- Exercise aim:
For the material that follows, list every line containing the word "span".

- Records for this task:

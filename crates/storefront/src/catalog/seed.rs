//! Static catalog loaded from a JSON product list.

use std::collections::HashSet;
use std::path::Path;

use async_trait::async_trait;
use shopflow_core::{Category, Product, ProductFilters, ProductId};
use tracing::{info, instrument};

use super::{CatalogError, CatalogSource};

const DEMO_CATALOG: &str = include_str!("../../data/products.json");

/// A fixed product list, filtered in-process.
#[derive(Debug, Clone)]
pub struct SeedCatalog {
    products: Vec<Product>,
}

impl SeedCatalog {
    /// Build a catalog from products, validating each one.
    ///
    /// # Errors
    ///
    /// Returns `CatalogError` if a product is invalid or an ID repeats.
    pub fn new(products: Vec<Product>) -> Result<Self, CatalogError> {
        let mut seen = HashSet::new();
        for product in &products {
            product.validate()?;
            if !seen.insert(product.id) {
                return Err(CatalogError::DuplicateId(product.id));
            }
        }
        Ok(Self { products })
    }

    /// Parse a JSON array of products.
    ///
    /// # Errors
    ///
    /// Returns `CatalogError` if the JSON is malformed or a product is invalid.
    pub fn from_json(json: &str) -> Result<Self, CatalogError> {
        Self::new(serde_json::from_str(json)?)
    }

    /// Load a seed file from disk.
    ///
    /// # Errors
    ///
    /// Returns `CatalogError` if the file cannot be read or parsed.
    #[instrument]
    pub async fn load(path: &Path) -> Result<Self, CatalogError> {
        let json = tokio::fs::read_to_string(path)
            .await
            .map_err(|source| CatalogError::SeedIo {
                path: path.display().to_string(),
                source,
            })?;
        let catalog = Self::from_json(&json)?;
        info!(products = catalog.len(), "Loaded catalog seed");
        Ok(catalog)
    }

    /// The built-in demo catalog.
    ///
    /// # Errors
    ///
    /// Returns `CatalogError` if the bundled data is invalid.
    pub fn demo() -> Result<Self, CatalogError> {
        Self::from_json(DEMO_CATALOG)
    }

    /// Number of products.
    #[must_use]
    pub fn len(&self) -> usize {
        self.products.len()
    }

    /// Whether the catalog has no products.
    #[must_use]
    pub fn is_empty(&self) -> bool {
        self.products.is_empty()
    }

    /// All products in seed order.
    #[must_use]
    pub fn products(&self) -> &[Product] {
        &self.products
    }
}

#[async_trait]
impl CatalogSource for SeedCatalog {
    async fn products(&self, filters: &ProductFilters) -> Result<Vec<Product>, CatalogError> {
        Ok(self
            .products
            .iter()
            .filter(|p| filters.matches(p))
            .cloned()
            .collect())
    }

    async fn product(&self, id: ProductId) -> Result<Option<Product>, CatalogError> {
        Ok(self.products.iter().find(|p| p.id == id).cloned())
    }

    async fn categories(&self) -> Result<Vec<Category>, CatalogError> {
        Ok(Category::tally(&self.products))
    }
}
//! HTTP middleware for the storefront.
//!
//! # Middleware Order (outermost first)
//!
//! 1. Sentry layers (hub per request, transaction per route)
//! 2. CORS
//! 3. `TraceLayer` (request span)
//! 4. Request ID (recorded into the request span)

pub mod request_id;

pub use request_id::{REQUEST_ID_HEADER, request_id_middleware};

- The completed task:
//! 3. `TraceLayer` (request span)
//! 4. Request ID (recorded into the request span)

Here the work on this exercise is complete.